*WORK ORDER*. Below are the records. Retype exactly the lines between the lines holding "repository 13f6d6b5d0ec6593" and "static LIVE_STATUS_LINES: AtomicUsize", inclusive.

*Records drawn from a dataset*.

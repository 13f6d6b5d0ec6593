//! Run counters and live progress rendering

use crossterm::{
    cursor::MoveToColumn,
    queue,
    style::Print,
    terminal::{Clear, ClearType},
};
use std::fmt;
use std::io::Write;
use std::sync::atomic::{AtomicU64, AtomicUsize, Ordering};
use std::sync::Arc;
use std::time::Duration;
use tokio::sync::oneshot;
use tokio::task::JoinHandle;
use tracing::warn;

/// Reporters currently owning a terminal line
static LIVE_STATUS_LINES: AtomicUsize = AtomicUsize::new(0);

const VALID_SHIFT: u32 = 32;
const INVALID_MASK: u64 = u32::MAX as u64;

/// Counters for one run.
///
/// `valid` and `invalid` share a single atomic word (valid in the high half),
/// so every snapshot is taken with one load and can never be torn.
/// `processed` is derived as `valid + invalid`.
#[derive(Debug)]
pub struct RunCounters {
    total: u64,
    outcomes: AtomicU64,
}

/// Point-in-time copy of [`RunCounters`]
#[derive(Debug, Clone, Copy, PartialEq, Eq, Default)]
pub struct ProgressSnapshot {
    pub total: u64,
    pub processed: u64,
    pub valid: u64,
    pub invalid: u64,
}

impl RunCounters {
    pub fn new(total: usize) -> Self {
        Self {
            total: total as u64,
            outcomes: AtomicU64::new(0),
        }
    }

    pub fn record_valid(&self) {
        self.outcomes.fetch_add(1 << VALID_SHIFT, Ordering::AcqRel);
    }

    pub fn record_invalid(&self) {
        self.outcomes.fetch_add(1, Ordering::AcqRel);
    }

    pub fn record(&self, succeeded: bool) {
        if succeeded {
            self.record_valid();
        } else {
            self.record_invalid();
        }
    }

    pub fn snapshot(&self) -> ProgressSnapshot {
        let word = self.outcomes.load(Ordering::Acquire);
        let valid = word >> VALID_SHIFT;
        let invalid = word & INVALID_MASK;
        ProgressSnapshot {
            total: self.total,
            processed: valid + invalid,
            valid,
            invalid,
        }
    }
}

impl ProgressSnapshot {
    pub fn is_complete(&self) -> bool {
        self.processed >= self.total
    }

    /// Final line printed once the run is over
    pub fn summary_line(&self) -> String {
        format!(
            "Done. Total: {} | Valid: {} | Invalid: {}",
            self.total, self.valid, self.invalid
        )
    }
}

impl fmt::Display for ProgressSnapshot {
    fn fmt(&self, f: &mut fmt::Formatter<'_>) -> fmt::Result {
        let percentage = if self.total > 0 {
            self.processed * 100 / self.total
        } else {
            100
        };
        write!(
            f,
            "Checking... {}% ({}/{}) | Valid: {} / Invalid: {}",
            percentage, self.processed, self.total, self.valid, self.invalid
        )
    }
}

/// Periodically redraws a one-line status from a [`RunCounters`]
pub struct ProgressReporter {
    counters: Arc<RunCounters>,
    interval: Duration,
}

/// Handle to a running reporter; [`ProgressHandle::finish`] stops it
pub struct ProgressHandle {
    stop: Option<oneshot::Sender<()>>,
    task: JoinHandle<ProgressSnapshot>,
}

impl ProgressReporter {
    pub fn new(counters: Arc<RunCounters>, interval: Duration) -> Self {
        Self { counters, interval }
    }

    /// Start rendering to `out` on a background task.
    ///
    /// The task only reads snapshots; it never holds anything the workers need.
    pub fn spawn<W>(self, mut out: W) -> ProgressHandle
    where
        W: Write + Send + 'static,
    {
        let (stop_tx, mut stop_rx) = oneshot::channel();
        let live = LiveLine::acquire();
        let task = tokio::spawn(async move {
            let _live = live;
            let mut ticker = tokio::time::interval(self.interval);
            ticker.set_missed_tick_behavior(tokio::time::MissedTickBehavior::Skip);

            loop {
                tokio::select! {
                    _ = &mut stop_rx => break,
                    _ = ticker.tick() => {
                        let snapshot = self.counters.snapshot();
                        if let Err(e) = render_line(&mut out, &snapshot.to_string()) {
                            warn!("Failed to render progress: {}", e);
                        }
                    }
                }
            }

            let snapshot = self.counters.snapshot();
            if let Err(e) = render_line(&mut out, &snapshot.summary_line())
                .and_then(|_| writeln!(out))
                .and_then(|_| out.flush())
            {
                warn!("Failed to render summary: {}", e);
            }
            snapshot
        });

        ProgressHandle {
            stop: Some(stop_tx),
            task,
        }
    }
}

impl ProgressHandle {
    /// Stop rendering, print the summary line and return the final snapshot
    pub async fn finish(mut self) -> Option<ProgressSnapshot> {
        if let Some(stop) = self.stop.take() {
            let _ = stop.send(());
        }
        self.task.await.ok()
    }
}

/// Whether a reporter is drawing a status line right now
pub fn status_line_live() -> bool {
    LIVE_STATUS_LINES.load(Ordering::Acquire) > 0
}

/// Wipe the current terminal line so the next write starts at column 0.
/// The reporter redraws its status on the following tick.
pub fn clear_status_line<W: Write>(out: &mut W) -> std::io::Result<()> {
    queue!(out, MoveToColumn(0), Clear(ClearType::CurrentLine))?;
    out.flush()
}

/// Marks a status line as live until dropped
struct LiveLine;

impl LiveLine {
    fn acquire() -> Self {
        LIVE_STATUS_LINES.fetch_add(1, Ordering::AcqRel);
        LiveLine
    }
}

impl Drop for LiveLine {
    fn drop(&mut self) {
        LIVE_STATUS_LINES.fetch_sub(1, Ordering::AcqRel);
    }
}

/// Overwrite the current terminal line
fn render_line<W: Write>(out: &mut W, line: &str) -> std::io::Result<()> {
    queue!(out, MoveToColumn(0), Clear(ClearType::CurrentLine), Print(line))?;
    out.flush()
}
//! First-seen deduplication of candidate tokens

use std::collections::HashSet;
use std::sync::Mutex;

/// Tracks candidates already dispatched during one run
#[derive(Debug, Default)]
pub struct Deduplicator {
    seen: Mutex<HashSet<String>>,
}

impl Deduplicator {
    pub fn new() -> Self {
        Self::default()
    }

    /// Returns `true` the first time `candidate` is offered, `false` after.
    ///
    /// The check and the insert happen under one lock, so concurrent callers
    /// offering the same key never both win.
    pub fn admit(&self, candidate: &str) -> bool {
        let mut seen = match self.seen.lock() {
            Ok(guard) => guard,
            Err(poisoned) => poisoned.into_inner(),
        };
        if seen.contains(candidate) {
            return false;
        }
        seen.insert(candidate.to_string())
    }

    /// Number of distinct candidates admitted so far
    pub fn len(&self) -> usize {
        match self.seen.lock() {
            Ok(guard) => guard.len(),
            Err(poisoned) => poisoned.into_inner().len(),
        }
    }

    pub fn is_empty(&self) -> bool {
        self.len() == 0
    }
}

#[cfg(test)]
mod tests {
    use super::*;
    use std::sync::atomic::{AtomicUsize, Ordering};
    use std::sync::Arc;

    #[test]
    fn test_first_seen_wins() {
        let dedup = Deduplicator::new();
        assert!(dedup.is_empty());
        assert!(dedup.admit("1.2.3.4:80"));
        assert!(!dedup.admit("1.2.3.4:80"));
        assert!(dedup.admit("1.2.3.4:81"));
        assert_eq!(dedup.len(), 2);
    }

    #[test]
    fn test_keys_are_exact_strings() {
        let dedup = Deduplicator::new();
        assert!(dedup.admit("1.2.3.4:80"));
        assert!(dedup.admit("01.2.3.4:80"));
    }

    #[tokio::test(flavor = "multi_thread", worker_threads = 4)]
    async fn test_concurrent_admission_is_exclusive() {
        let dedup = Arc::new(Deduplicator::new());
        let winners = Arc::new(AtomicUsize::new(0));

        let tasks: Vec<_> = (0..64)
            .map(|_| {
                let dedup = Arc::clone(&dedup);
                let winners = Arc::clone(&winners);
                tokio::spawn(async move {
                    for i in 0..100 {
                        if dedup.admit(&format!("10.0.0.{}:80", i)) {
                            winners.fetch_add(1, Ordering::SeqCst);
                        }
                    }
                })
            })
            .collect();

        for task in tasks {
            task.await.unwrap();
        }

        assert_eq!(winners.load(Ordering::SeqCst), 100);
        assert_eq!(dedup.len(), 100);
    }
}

---

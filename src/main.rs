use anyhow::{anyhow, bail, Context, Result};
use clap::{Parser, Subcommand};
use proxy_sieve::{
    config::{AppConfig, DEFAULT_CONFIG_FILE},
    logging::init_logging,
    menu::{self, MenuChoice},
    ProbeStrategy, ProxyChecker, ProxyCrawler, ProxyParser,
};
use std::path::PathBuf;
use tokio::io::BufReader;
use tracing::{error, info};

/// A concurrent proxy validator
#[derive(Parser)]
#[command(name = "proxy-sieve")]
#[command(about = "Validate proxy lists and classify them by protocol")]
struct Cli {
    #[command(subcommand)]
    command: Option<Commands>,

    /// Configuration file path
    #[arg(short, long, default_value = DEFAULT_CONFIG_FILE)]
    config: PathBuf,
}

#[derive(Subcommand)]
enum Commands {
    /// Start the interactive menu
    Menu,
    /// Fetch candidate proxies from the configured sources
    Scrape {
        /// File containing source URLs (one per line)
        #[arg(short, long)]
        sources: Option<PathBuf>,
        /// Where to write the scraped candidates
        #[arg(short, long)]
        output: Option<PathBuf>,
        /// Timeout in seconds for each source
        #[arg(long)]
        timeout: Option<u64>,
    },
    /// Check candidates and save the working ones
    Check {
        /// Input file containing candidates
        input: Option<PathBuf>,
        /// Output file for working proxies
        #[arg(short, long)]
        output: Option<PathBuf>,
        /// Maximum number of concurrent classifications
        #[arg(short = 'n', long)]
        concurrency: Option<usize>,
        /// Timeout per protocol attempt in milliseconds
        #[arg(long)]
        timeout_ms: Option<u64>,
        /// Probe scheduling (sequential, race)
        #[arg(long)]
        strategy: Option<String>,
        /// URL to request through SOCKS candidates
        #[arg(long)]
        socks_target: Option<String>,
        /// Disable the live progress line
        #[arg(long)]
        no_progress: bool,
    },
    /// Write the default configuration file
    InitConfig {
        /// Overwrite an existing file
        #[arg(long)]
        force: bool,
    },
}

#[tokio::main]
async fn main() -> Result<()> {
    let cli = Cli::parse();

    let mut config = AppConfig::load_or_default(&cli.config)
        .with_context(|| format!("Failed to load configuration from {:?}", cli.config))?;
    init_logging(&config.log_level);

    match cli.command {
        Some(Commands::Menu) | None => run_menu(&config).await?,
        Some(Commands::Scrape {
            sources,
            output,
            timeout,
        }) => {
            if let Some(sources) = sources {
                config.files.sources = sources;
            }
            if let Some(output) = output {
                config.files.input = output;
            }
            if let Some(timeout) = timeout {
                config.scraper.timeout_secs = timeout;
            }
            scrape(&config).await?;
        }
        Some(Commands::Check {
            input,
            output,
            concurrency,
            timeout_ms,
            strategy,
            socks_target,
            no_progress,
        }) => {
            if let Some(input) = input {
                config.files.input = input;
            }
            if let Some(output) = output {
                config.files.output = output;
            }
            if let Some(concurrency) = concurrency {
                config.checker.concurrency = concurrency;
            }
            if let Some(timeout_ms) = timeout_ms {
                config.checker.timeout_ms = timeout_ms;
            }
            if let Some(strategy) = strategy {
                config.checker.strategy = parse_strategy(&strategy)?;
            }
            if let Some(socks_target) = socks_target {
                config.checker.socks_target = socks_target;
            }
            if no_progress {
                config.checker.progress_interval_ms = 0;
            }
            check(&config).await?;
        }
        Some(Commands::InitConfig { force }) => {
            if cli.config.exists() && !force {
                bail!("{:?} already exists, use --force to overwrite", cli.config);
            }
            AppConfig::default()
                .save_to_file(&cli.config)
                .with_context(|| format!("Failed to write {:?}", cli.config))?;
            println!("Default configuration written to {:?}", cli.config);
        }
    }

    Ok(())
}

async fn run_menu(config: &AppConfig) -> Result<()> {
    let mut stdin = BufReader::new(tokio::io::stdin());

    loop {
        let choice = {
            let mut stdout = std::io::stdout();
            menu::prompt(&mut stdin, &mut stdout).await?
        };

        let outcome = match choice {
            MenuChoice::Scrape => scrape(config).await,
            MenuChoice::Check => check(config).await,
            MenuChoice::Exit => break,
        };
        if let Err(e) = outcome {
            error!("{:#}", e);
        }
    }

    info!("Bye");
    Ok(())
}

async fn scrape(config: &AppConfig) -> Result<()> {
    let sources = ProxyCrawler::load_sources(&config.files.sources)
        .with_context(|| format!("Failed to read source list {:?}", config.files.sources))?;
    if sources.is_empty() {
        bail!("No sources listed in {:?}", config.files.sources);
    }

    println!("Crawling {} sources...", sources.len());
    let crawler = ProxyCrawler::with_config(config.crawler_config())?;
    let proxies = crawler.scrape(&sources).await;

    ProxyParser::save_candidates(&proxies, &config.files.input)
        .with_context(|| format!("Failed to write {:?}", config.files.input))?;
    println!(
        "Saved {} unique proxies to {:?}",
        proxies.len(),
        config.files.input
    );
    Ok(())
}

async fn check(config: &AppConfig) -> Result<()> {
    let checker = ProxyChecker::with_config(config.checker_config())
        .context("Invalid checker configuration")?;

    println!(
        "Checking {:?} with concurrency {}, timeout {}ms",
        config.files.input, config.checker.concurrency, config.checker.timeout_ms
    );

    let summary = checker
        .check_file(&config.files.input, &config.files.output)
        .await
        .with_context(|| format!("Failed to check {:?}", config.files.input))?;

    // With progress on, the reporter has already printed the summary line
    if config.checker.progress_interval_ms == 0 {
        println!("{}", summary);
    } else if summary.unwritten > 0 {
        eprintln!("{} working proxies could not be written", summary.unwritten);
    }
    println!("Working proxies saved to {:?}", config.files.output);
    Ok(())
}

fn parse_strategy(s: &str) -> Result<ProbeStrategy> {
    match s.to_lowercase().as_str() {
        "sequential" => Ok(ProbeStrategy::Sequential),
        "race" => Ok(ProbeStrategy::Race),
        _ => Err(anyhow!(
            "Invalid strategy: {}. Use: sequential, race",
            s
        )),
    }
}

*RESPONSE*.
repository 13f6d6b5d0ec6593
//! Run counters and live progress rendering

use crossterm::{
    cursor::MoveToColumn,
    queue,
    style::Print,
    terminal::{Clear, ClearType},
};
use std::fmt;
use std::io::Write;
use std::sync::atomic::{AtomicU64, AtomicUsize, Ordering};
use std::sync::Arc;
use std::time::Duration;
use tokio::sync::oneshot;
use tokio::task::JoinHandle;
use tracing::warn;

/// Reporters currently owning a terminal line
static LIVE_STATUS_LINES: AtomicUsize = AtomicUsize::new(0);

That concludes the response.